More than 20,000 corporate alliances have been formed
worldwide over the past two years. According to studies by Booz,
Allen & Hamilton, the number of alliances in the United States
has grown by 25 percent each year since 1987.
A strategic alliance is an arrangement
between two companies that combine resources to gain additional
business. Strategic alliances are formed
when one company alone cannot fill the gap in serving the needs of
the marketplace. It involves two
companies that pool together expertise and resources to enter
new markets, share financial risks and get products and services
to market faster.
Some strategic alliances are formal written
agreements; others are informal as a handshake. With the Internet,
some alliances are entered into after several email exchanges,
even without the physical meeting of the parties concerned. Some
alliances involve sharing of resources and an exchange of funds;
or sharing of traffic between two dot.coms; others are as simple
as a cooperative marketing arrangement.
Whatever their structure, one goal prevails: strategic
alliances are opportunities for small businesses to accomplish
things that would otherwise take much more money or staff time.
Small business owners, with their limited
resources and marketing reach, could benefit from cooperative
arrangements with other organization and business entities.
Joining forces with another organization can allow your business
to finance certain services or production functions by sharing
expertise, assets, expenses, and risk without necessarily
incurring cash debt or trading equity.
For small businesses, strategic alliances often consist of
simple "bartering" with customers, suppliers, and even
competitors.
Here are several ways that you can
collaborate with another person or company to bring added value,
revenue, traffic and/or expertise into your business.
Partner
with a key customer. If
you are selling a substantial amount of your product to one
company, it is best to explore opportunities for strategic
alliances between your organizations. Your goal is to preserve the
relationship -- imagine the possible devastating effects of losing
your single biggest account. Cementing the relationship into a
long-term formal alliance will help mitigate the risk of losing
your biggest customer and market.
Partner
with a brand leader. When considering strategic partners, most
small businesses will benefit from alliances that add value and
prestige, not just money, through sheer association alone. If a
brand leader wishes to join forces with you – a “small fry”

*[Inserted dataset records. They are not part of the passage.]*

//! KRT Configuration Management
//!
//! Handles configuration from environment variables and TOML files,
//! with defaults suitable for local runs.

use serde::{Deserialize, Serialize};
use std::path::PathBuf;

/// Main application configuration
#[derive(Debug, Clone, Serialize, Deserialize, Default)]
#[serde(default)]
pub struct AppConfig {
    /// LLM provider configuration
    pub llm: LlmConfig,

    /// Batch orchestration configuration
    pub batch: BatchConfig,

    /// Pattern extraction configuration
    pub extraction: ExtractionConfig,

    /// Logging configuration
    pub logging: LoggingConfig,
}

impl AppConfig {
    /// Load configuration from environment variables
    pub fn from_env() -> Result<Self, ConfigError> {
        let mut config = Self::default();
        config.apply_env()?;
        Ok(config)
    }

    /// Load from a TOML file
    pub fn from_file(path: impl Into<PathBuf>) -> Result<Self, ConfigError> {
        let path = path.into();
        let content = std::fs::read_to_string(&path).map_err(|e| ConfigError::FileReadError {
            path: path.clone(),
            source: e,
        })?;

        toml::from_str(&content).map_err(|e| ConfigError::ParseError {
            path,
            message: e.to_string(),
        })
    }

    /// Merge with environment variables (env takes precedence)
    pub fn with_env_override(mut self) -> Result<Self, ConfigError> {
        self.apply_env()?;
        Ok(self)
    }

    fn apply_env(&mut self) -> Result<(), ConfigError> {
        // LLM
        if let Ok(provider) = std::env::var("KRT_LLM_PROVIDER") {
            self.llm.provider = provider.parse()?;
        }
        if let Ok(model) = std::env::var("KRT_LLM_MODEL") {
            self.llm.model = model;
        }
        if let Ok(url) = std::env::var("KRT_LLM_BASE_URL") {
            self.llm.base_url = Some(url);
        }
        if let Ok(key) = std::env::var("KRT_LLM_API_KEY") {
            self.llm.api_key = Some(key);
        } else if self.llm.api_key.is_none() {
            let fallback = match self.llm.provider {
                LlmProvider::OpenAI => std::env::var("OPENAI_API_KEY").ok(),
                LlmProvider::Anthropic => std::env::var("ANTHROPIC_API_KEY").ok(),
                LlmProvider::Ollama => None,
            };
            self.llm.api_key = fallback;
        }

        // Batch
        if let Some(workers) = parse_env::<usize>("KRT_MAX_WORKERS")? {
            self.batch.max_workers = workers;
        }
        if let Some(secs) = parse_env::<u64>("KRT_CALL_TIMEOUT_SECS")? {
            self.batch.call_timeout_secs = secs;
        }
        if let Some(attempts) = parse_env::<u32>("KRT_MAX_ATTEMPTS")? {
            self.batch.max_attempts = attempts;
        }
        if let Some(rpm) = parse_env::<u32>("KRT_REQUESTS_PER_MINUTE")? {
            self.batch.requests_per_minute = rpm;
        }
        if let Some(fallback) = parse_env::<bool>("KRT_FALLBACK_TO_PATTERNS")? {
            self.batch.fallback_to_patterns = fallback;
        }

        // Extraction
        if let Ok(path) = std::env::var("KRT_RULES_FILE") {
            self.extraction.rules_file = Some(PathBuf::from(path));
        }

        // Logging
        if let Ok(level) = std::env::var("KRT_LOG_LEVEL") {
            self.logging.level = level;
        }

        Ok(())
    }

    /// Check the values that would otherwise only fail mid-run
    pub fn validate(&self) -> Result<(), ConfigError> {
        if self.batch.max_workers == 0 {
            return Err(ConfigError::InvalidValue {
                key: "batch.max_workers".to_string(),
                value: "0".to_string(),
            });
        }
        if self.batch.max_attempts == 0 {
            return Err(ConfigError::InvalidValue {
                key: "batch.max_attempts".to_string(),
                value: "0".to_string(),
            });
        }
        if self.batch.requests_per_minute == 0 {
            return Err(ConfigError::InvalidValue {
                key: "batch.requests_per_minute".to_string(),
                value: "0".to_string(),
            });
        }
        Ok(())
    }
}

fn parse_env<T: std::str::FromStr>(key: &str) -> Result<Option<T>, ConfigError> {
    match std::env::var(key) {
        Ok(value) => value
            .trim()
            .parse()
            .map(Some)
            .map_err(|_| ConfigError::InvalidValue {
                key: key.to_string(),
                value,
            }),
        Err(_) => Ok(None),
    }
}

/// LLM provider configuration
#[derive(Debug, Clone, Serialize, Deserialize)]
#[serde(default)]
pub struct LlmConfig {
    /// LLM provider to use
    pub provider: LlmProvider,

    /// API key for the selected provider
    pub api_key: Option<String>,

    /// Base URL override (OpenAI-compatible endpoints such as DeepSeek or Ollama's /v1)
    pub base_url: Option<String>,

    /// Model name to use
    pub model: String,

    /// Maximum tokens for completion
    pub max_tokens: u32,

    /// Temperature for generation
    pub temperature: f32,

    /// Maximum characters of article text placed in the prompt
    pub max_prompt_chars: usize,

    /// Extra instructions appended to the prompt
    pub extra_instructions: Option<String>,
}

impl Default for LlmConfig {
    fn default() -> Self {
        Self {
            provider: LlmProvider::OpenAI,
            api_key: None,
            base_url: None,
            model: "gpt-4o-mini".to_string(),
            max_tokens: 4096,
            temperature: 0.1,
            max_prompt_chars: 150_000,
            extra_instructions: None,
        }
    }
}

impl LlmConfig {
    /// Check that the provider has the credentials it needs.
    /// OpenAI-compatible endpoints given by `base_url` may run without a key.
    pub fn validate(&self) -> Result<(), ConfigError> {
        let needs_key = match self.provider {
            LlmProvider::OpenAI => self.base_url.is_none(),
            LlmProvider::Anthropic => true,
            LlmProvider::Ollama => false,
        };
        let has_key = self
            .api_key
            .as_deref()
            .is_some_and(|key| !key.trim().is_empty());

        if needs_key && !has_key {
            return Err(ConfigError::MissingRequired(format!(
                "API key for provider '{}' (set KRT_LLM_API_KEY)",
                self.provider
            )));
        }
        if self.model.trim().is_empty() {
            return Err(ConfigError::MissingRequired("llm.model".to_string()));
        }
        Ok(())
    }
}

/// Supported LLM providers
#[derive(Debug, Clone, Copy, PartialEq, Eq, Serialize, Deserialize)]
#[serde(rename_all = "lowercase")]
pub enum LlmProvider {
    /// OpenAI or any OpenAI-compatible chat completions endpoint
    OpenAI,
    Ollama,
    Anthropic,
}

impl std::fmt::Display for LlmProvider {
    fn fmt(&self, f: &mut std::fmt::Formatter<'_>) -> std::fmt::Result {
        match self {
            Self::OpenAI => write!(f, "openai"),
            Self::Ollama => write!(f, "ollama"),
            Self::Anthropic => write!(f, "anthropic"),
        }
    }
}

impl std::str::FromStr for LlmProvider {
    type Err = ConfigError;

    fn from_str(s: &str) -> Result<Self, Self::Err> {
        match s.to_lowercase().as_str() {
            "openai" | "openai_compatible" | "deepseek" | "grok" => Ok(Self::OpenAI),
            "ollama" => Ok(Self::Ollama),
            "anthropic" => Ok(Self::Anthropic),
            _ => Err(ConfigError::InvalidValue {
                key: "KRT_LLM_PROVIDER".to_string(),
                value: s.to_string(),
            }),
        }
    }
}

/// Batch orchestration configuration
#[derive(Debug, Clone, Serialize, Deserialize)]
#[serde(default)]
pub struct BatchConfig {
    /// Worker pool size (articles processed concurrently)
    pub max_workers: usize,

    /// Timeout for a single external extractor call, in seconds
    pub call_timeout_secs: u64,

    /// Attempts per article against the external extractor
    pub max_attempts: u32,

    /// First retry delay, in milliseconds
    pub initial_backoff_ms: u64,

    /// Upper bound on the retry delay, in milliseconds
    pub max_backoff_ms: u64,

    /// Backoff growth factor
    pub backoff_multiplier: f64,

    /// External extractor calls allowed per minute across all workers
    pub requests_per_minute: u32,

    /// Run the pattern engine when the external extractor is exhausted
    pub fallback_to_patterns: bool,

    /// Global deadline for the whole batch, in seconds
    pub deadline_secs: Option<u64>,
}

impl Default for BatchConfig {
    fn default() -> Self {
        Self {
            max_workers: 4,
            call_timeout_secs: 120,
            max_attempts: 3,
            initial_backoff_ms: 500,
            max_backoff_ms: 30_000,
            backoff_multiplier: 2.0,
            requests_per_minute: 60,
            fallback_to_patterns: false,
            deadline_secs: None,
        }
    }
}

/// Pattern extraction configuration
#[derive(Debug, Clone, Serialize, Deserialize, Default)]
#[serde(default)]
pub struct ExtractionConfig {
    /// Replace the built-in rule table with this TOML file
    pub rules_file: Option<PathBuf>,
}

/// Logging configuration
#[derive(Debug, Clone, Serialize, Deserialize)]
#[serde(default)]
pub struct LoggingConfig {
    /// Log level (trace, debug, info, warn, error)
    pub level: String,

    /// JSON format for logs
    pub json_format: bool,

    /// Include file/line in logs
    pub include_location: bool,
}

impl Default for LoggingConfig {
    fn default() -> Self {
        Self {
            level: "info".to_string(),
            json_format: false,
            include_location: false,
        }
    }
}

/// Configuration errors
#[derive(Debug, thiserror::Error)]
pub enum ConfigError {
    #[error("Failed to read config file {path}: {source}")]
    FileReadError {
        path: PathBuf,
        #[source]
        source: std::io::Error,
    },

    #[error("Failed to parse config file {path}: {message}")]
    ParseError { path: PathBuf, message: String },

    #[error("Invalid value for {key}: {value}")]
    InvalidValue { key: String, value: String },

    #[error("Missing required configuration: {0}")]
    MissingRequired(String),
}

#[cfg(test)]
mod tests {
    use super::*;

    #[test]
    fn test_default_config() {
        let config = AppConfig::default();
        assert_eq!(config.batch.max_workers, 4);
        assert_eq!(config.batch.max_attempts, 3);
        assert_eq!(config.llm.model, "gpt-4o-mini");
        assert!(!config.batch.fallback_to_patterns);
        assert!(config.validate().is_ok());
    }

    #[test]
    fn test_llm_provider_parse() {
        assert_eq!(
            "openai".parse::<LlmProvider>().unwrap(),
            LlmProvider::OpenAI
        );
        assert_eq!(
            "openai_compatible".parse::<LlmProvider>().unwrap(),
            LlmProvider::OpenAI
        );
        assert_eq!(
            "Anthropic".parse::<LlmProvider>().unwrap(),
            LlmProvider::Anthropic
        );
        assert!("gemini".parse::<LlmProvider>().is_err());
    }

    #[test]
    fn test_partial_toml_uses_defaults() {
        let config: AppConfig = toml::from_str(
            r#"
            [batch]
            max_workers = 8
            fallback_to_patterns = true

            [llm]
            provider = "ollama"
            model = "llama3.1"
            "#,
        )
        .unwrap();

        assert_eq!(config.batch.max_workers, 8);
        assert!(config.batch.fallback_to_patterns);
        assert_eq!(config.batch.max_attempts, 3);
        assert_eq!(config.llm.provider, LlmProvider::Ollama);
        assert_eq!(config.logging.level, "info");
    }

    #[test]
    fn test_llm_validate_requires_key() {
        let config = LlmConfig::default();
        assert!(matches!(
            config.validate(),
            Err(ConfigError::MissingRequired(_))
        ));

        let ollama = LlmConfig {
            provider: LlmProvider::Ollama,
            ..LlmConfig::default()
        };
        assert!(ollama.validate().is_ok());

        let keyed = LlmConfig {
            api_key: Some("sk-test".to_string()),
            ..LlmConfig::default()
        };
        assert!(keyed.validate().is_ok());
    }

    #[test]
    fn test_openai_compatible_endpoint_without_key() {
        let local = LlmConfig {
            provider: LlmProvider::OpenAI,
            base_url: Some("http://localhost:11434/v1".to_string()),
            api_key: None,
            ..LlmConfig::default()
        };
        assert!(local.validate().is_ok());

        let anthropic = LlmConfig {
            provider: LlmProvider::Anthropic,
            base_url: Some("http://localhost:8080".to_string()),
            ..LlmConfig::default()
        };
        assert!(anthropic.validate().is_err());
    }

    #[test]
    fn test_zero_workers_rejected() {
        let mut config = AppConfig::default();
        config.batch.max_workers = 0;
        assert!(matches!(
            config.validate(),
            Err(ConfigError::InvalidValue { .. })
        ));
    }
}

– grab the offer immediately! Your networking ability plays a
major role in locating and investigating strategic partnering
opportunities. Business
association with a well-recognized industry name can generate
immediate credibility for you.
It can be likened to receiving a stamp of approval from the
best in the industry. Even
if the partnership does not offer direct financial remuneration,
you can leverage your formal association with the brand leader in
the advertising and marketing for your company.
Cross-sector
Partnerships. While strategic alliances are often formed with
businesses, consider the possibility of joining forces with the
non-profit organizations such as trade associations, nonprofit
groups, local community organizations, etc. Cross-sector
partnerships may offer great opportunities for financing some
advertising and distribution expenses. Moreover, you may be able
to work out arrangements with some groups that target a very
specific, and important, consumer audience. An excellent book that
explores the opportunities of a partnership of a for-profit
businesses and non-profit organizations is Eli Segal’s book
“Common Interest, Common Good: Creating Value through Business
and Social Sector Partnerships.”
Partner
with former employer. Many
entrepreneurs start their own companies after seeing potential
partnership opportunities with their employers.

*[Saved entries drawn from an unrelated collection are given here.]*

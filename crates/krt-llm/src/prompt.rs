//! Prompt construction for AI extraction

use krt_core::{SectionName, Sections};

/// System instruction sent with every extraction request
pub const SYSTEM_PROMPT: &str = include_str!("../prompts/krt_system.txt");

const BODY_SECTIONS: [SectionName; 3] = [
    SectionName::Methods,
    SectionName::Results,
    SectionName::Supplementary,
];

const SUMMARY_SECTIONS: [SectionName; 2] = [SectionName::Title, SectionName::Abstract];

/// Build the user prompt from an article's sections.
///
/// Methods, results and supplementary text are sent when present. Articles
/// with none of them fall back to title and abstract. The article text is
/// cut to `max_chars` characters.
pub fn build_user_prompt(sections: &Sections, max_chars: usize, extra: Option<&str>) -> String {
    let mut prompt = String::from(
        "Extract a comprehensive Key Resources Table from the article sections below.\n\
         Return only a JSON array.\n\n",
    );

    if let Some(extra) = extra.map(str::trim).filter(|e| !e.is_empty()) {
        prompt.push_str("Additional requirements: ");
        prompt.push_str(extra);
        prompt.push_str("\n\n");
    }

    prompt.push_str("Article sections:\n");
    prompt.push_str(truncate_chars(&article_text(sections), max_chars));
    prompt
}

fn article_text(sections: &Sections) -> String {
    let labelled = |names: &[SectionName]| -> Vec<String> {
        names
            .iter()
            .map(|name| (name, sections.get(*name).trim()))
            .filter(|(_, text)| !text.is_empty())
            .map(|(name, text)| format!("{}:\n{}", name.as_str().to_uppercase(), text))
            .collect()
    };

    let mut parts = labelled(&BODY_SECTIONS);
    if parts.is_empty() {
        parts = labelled(&SUMMARY_SECTIONS);
    }
    parts.join("\n\n")
}

fn truncate_chars(text: &str, max_chars: usize) -> &str {
    match text.char_indices().nth(max_chars) {
        Some((idx, _)) => &text[..idx],
        None => text,
    }
}

#[cfg(test)]
mod tests {
    use super::*;

    #[test]
    fn test_body_sections_are_labelled() {
        let sections = Sections::new()
            .with(SectionName::Title, "A title")
            .with(SectionName::Methods, "We used HeLa cells.")
            .with(SectionName::Results, "Cells grew.");
        let prompt = build_user_prompt(&sections, 10_000, None);

        assert!(prompt.contains("METHODS:\nWe used HeLa cells."));
        assert!(prompt.contains("RESULTS:\nCells grew."));
        assert!(!prompt.contains("A title"));
        assert!(!prompt.contains("Additional requirements"));
    }

    #[test]
    fn test_summary_fallback() {
        let sections = Sections::new()
            .with(SectionName::Title, "Only a title")
            .with(SectionName::Abstract, "And an abstract.");
        let prompt = build_user_prompt(&sections, 10_000, Some("  focus on antibodies "));

        assert!(prompt.contains("TITLE:\nOnly a title"));
        assert!(prompt.contains("ABSTRACT:\nAnd an abstract."));
        assert!(prompt.contains("Additional requirements: focus on antibodies\n"));
    }

    #[test]
    fn test_truncation_respects_char_boundaries() {
        let sections = Sections::new().with(SectionName::Methods, "αβγδε".repeat(10));
        let prompt = build_user_prompt(&sections, 12, None);
        let body = prompt.split("Article sections:\n").nth(1).unwrap();
        assert_eq!(body.chars().count(), 12);
        assert!(body.starts_with("METHODS:\nαβγ"));
    }
}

For example, you may develop a product or service that
provides your employer with a solution to a major problem. You
make arrangements to go into your own business selling this
product or service, and your former employer offers you a
long-term contract with his or her company.

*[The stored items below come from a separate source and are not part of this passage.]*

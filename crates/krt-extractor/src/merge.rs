//! Deduplicator/Merger
//!
//! Rows sharing `(resource type, identifier)` collapse into the first one
//! seen. Later duplicates only contribute their additional information.
//! Rows without an identifier are never merged, since different unnamed
//! resources would otherwise collapse into one.

use std::collections::HashMap;

use krt_core::{ResourceRow, ResourceType};

/// Joins distinct additional-information values of merged rows
pub const INFO_SEPARATOR: &str = "; ";

pub fn merge_rows(rows: impl IntoIterator<Item = ResourceRow>) -> Vec<ResourceRow> {
    let mut merged: Vec<ResourceRow> = Vec::new();
    let mut infos: Vec<Vec<String>> = Vec::new();
    let mut index: HashMap<(ResourceType, String), usize> = HashMap::new();

    for row in rows {
        let info = row.additional_info.trim().to_string();

        if row.has_identifier() {
            let key = (row.resource_type, row.identifier.clone());
            if let Some(&position) = index.get(&key) {
                let existing = &mut infos[position];
                if !info.is_empty() && !existing.contains(&info) {
                    existing.push(info);
                }
                continue;
            }
            index.insert(key, merged.len());
        }

        infos.push(if info.is_empty() { Vec::new() } else { vec![info] });
        merged.push(row);
    }

    for (row, parts) in merged.iter_mut().zip(infos) {
        row.additional_info = parts.join(INFO_SEPARATOR);
    }

    tracing::trace!(rows = merged.len(), "Merged rows");
    merged
}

The bonus: you end up with great cash flow, and the
long-term contract with a creditworthy company means you can go to
other lenders and possibly get other financing you need.
Partner
with a competitor.
Your
competitors, if handled properly, can be a very good alliance
partners. By understanding the capacity and capabilities of your
competitor, you may be able to tap into their unique strengths for
your own advantages. You may work hand-in-hand with a competitor
over contracts that may be too large for you to handle by
yourself. You may
also refer customers and projects to your competitors if your
manpower resources are tightly squeezed.
If you cultivate a good harmonious relationship with your
competitor, they may also reciprocate and pass on to you projects
and contracts that they feel you can do much better! As the saying
goes, “if you can’t beat them, join them!”
Partner
for cross marketing.
Cross
marketing calls for two distinct businesses to pool their
resources and collectively market to a target customer base. The
strategic alliance will provide additional leverage for their
product offerings and generate greater marketing impact.
The potential to save money for both companies is the
greatest benefit to both companies. An online magazine targeting small business entrepreneurs,
for example, can partner with a site that offers assistance to
entrepreneurs in securing government loans. The online magazine
will be able to increase its business tools offering to its
readers, while the government loans site can widen its reach.
Your company may have started out as a solo
enterprise, and you still want it to remain that way – but you
see the value in making connections.
Or, your business has now grown to include one or more
employees and you’re looking for ways to expand your reach
without generating a lot of debt or overhead.
For these situations, and many more, strategic alliances
and partnerships are a smart solution. Design them any way you
want – keeping in mind a win/win philosophy – and you’ll
discover ways to grow your business without the direct use of
money.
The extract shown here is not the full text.